Elizabeth Chamberlain, directrice du développement durable chez iFixit, a déclaré à Engadget qu’il s’agissait du projet de loi « le plus solide » adopté aux États-Unis et l’un des plus complets. (C’est moins un compliment étant donné le manque de législation alternative également adoptée.) Les exigences selon lesquelles les pièces doivent rester disponibles aussi longtemps après l’achat garantissent que « les gens disposent des matériaux de réparation dont ils ont besoin lorsqu’ils en ont besoin ». Sans parler de permettre aux magasins de réparation indépendants d’obtenir « des pièces d’origine pour une vaste gamme de choses sans avoir à s’inscrire à des programmes de fabricants invasifs et limitants ». Nathan Proctor du Public Interest Research Group, avant l’adoption du projet de loi, a déclaré qu’il mettrait également fin aux conditions onéreuses utilisées par Apple dans son programme de réparation indépendant. Une enquête d’Engadget a montré que même si l’IRP d’Apple semblait être une bonne idée à première vue, il était plein de frais cachés et de clauses restrictives. Et même si l’iPhone 14 a été salué pour être beaucoup plus réparable que ses prédécesseurs, il utilisait également le couplage de pièces – un processus de verrouillage d’une pièce sur un appareil spécifique, empêchant les utilisateurs de l’échanger sans l’approbation du fabricant. Malheureusement, le projet de loi californien ne fait rien non plus pour empêcher le couplage de pièces, ce qui pourrait expliquer pourquoi il a obtenu le soutien d’Apple en premier lieu.

Au cours des dernières années, l’Union européenne a assumé le rôle de principal régulateur des grandes technologies, malgré de nombreuses critiques. Le bloc a désormais rendu obligatoire un chargeur commun, USB-C, pour tous les appareils mobiles vendus d’ici la fin 2024 et pour tous les ordinateurs portables d’ici le printemps 2026. En novembre, les régulateurs ont commencé à chercher des moyens d’encourager les réparations et la remise à neuf plutôt que le remplacement par de nouveaux équipements.

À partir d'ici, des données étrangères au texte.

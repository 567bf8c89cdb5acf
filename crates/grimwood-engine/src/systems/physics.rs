//! Keeps the physics world in step with the entities.
//!
//! Entities with a [`PhysicsBody`] and a [`Position`] get a rigid body when
//! they join the subset and lose it when they leave. Each tick the system
//! copies body poses back into the components, publishes the player's
//! position, steps the world and hands the collected events to the
//! collision rules.

use grimwood_ecs::component::Component;
use grimwood_ecs::entity::EntityId;
use grimwood_ecs::event::Dispatcher;
use tracing::{debug, error, trace};

use crate::collision;
use crate::components::{Entity, PhysicsBody, Player, Position, Rotation};
use crate::context::GameContext;
use crate::error::{GameError, SystemError};
use crate::events::GameEvent;
use crate::system::System;

#[derive(Debug, Default)]
pub struct PhysicsSystem {
    steps: u64,
}

impl PhysicsSystem {
    pub fn new() -> Self {
        Self::default()
    }

    fn register(&self, id: EntityId, ctx: &mut GameContext) -> Result<(), GameError> {
        let position = ctx.component::<Position>(id).copied().unwrap_or_default();
        let rotation = ctx.component::<Rotation>(id).copied().unwrap_or_default();
        let desc = ctx
            .component::<PhysicsBody>(id)
            .map(|body| body.desc.clone())
            .ok_or_else(|| GameError::missing(id, PhysicsBody::KIND))?;

        let (body, collider) = ctx
            .physics
            .register_entity(id, &position, &rotation, &desc)
            .ok_or(GameError::PhysicsRegistration { entity: id })?;
        ctx.collisions.register_collider(collider, id);
        if let Some(component) = ctx.component_mut::<PhysicsBody>(id) {
            component.body = Some(body);
            component.collider = Some(collider);
        }
        Ok(())
    }
}

impl System for PhysicsSystem {
    fn name(&self) -> &'static str {
        "PhysicsSystem"
    }

    fn applies_to(&self, entity: &Entity) -> bool {
        entity.has_component::<PhysicsBody>() && entity.has_component::<Position>()
    }

    fn add_entity(&mut self, id: EntityId, ctx: &mut GameContext) -> bool {
        match self.register(id, ctx) {
            Ok(()) => {
                debug!(entity = %id, "physics body registered");
                true
            }
            Err(err) => {
                error!(entity = %id, error = %err, "physics body not created");
                false
            }
        }
    }

    fn remove_entity(&mut self, id: EntityId, ctx: &mut GameContext) {
        for collider in ctx.physics.unregister_entity(id) {
            ctx.collisions.unregister_collider(collider);
        }
        if let Some(component) = ctx.component_mut::<PhysicsBody>(id) {
            component.body = None;
            component.collider = None;
        }
    }

    fn update(&mut self, elapsed: f64, entities: &[EntityId], ctx: &mut GameContext) -> Result<(), SystemError> {
        for &id in entities {
            let Some((position, rotation)) = ctx.physics.body_pose(id) else {
                continue;
            };
            if let Some(p) = ctx.component_mut::<Position>(id) {
                *p = position;
            }
            if let Some(r) = ctx.component_mut::<Rotation>(id) {
                *r = rotation;
            }
            if ctx.has_component::<Player>(id) {
                ctx.emit(GameEvent::PlayerPositionUpdated { position });
            }
        }

        let events = ctx.physics.step(elapsed);
        self.steps += 1;
        trace!(
            step = self.steps,
            collisions = events.collisions.len(),
            contact_forces = events.contact_forces.len(),
            "physics stepped"
        );
        collision::dispatch(ctx, &events);
        Ok(())
    }
}

#[cfg(test)]
mod tests {
    use super::*;
    use crate::components::ComponentBundle;
    use crate::config::GameConfig;
    use crate::physics::{BodyDesc, BodyType, ColliderShape};

    fn ball() -> PhysicsBody {
        PhysicsBody::new(BodyDesc::new(BodyType::Dynamic, ColliderShape::Sphere { radius: 0.5 }))
    }

    fn ctx_with_system() -> GameContext {
        let mut ctx = GameContext::new(GameConfig::default());
        ctx.add_system(Box::new(PhysicsSystem::new()));
        ctx
    }

    #[test]
    fn body_follows_membership() {
        let mut ctx = ctx_with_system();
        let id = ctx
            .spawn(ComponentBundle::new().with(ball()).with(Position::new(0.0, 3.0, 0.0)))
            .unwrap();

        let body = ctx.component::<PhysicsBody>(id).unwrap();
        let collider = body.collider.unwrap();
        assert!(body.body.is_some());
        assert_eq!(ctx.collisions.entity_for(collider), Some(id));

        ctx.remove_component::<Position>(id);
        assert!(!ctx.physics.has_entity(id));
        assert_eq!(ctx.collisions.entity_for(collider), None);
        assert_eq!(ctx.component::<PhysicsBody>(id).unwrap().collider, None);
    }

    #[test]
    fn removing_the_entity_removes_the_body() {
        let mut ctx = ctx_with_system();
        let id = ctx
            .spawn(ComponentBundle::new().with(ball()).with(Position::default()))
            .unwrap();
        ctx.remove_entity(id);
        assert_eq!(ctx.physics.body_count(), 0);
        assert!(ctx.collisions.is_empty());
    }

    #[test]
    fn poses_are_copied_back() {
        let mut ctx = ctx_with_system();
        let id = ctx
            .spawn(ComponentBundle::new().with(ball()).with(Position::new(0.0, 10.0, 0.0)))
            .unwrap();
        for _ in 0..30 {
            ctx.update_systems(1.0 / 60.0);
        }
        let y = ctx.component::<Position>(id).unwrap().y;
        assert!(y < 10.0, "ball should fall, y = {y}");
    }

    #[test]
    fn player_position_is_published() {
        let mut ctx = ctx_with_system();
        let seen = std::rc::Rc::new(std::cell::Cell::new(None));
        let sink = seen.clone();
        ctx.on(crate::events::EventKind::PlayerPositionUpdated, move |event, _| {
            if let GameEvent::PlayerPositionUpdated { position } = event {
                sink.set(Some(*position));
            }
        });
        ctx.spawn(
            ComponentBundle::new()
                .with(Player)
                .with(PhysicsBody::new(BodyDesc::new(
                    BodyType::Kinematic,
                    ColliderShape::Sphere { radius: 0.5 },
                )))
                .with(Position::new(4.0, 0.0, 2.0)),
        )
        .unwrap();
        ctx.update_systems(1.0 / 60.0);
        assert_eq!(seen.get(), Some(Position::new(4.0, 0.0, 2.0)));
    }
}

Cela inclut le droit des personnes à accéder aux pièces de rechange, à la documentation et aux outils à un « coût raisonnable » – même lorsque l’appareil est en dehors de sa période de garantie. Plus important encore, le projet vise à empêcher les fabricants d’utiliser des « techniques contractuelles, matérielles ou logicielles » pour bloquer des réparations qui semblent indiquer un appairage de pièces.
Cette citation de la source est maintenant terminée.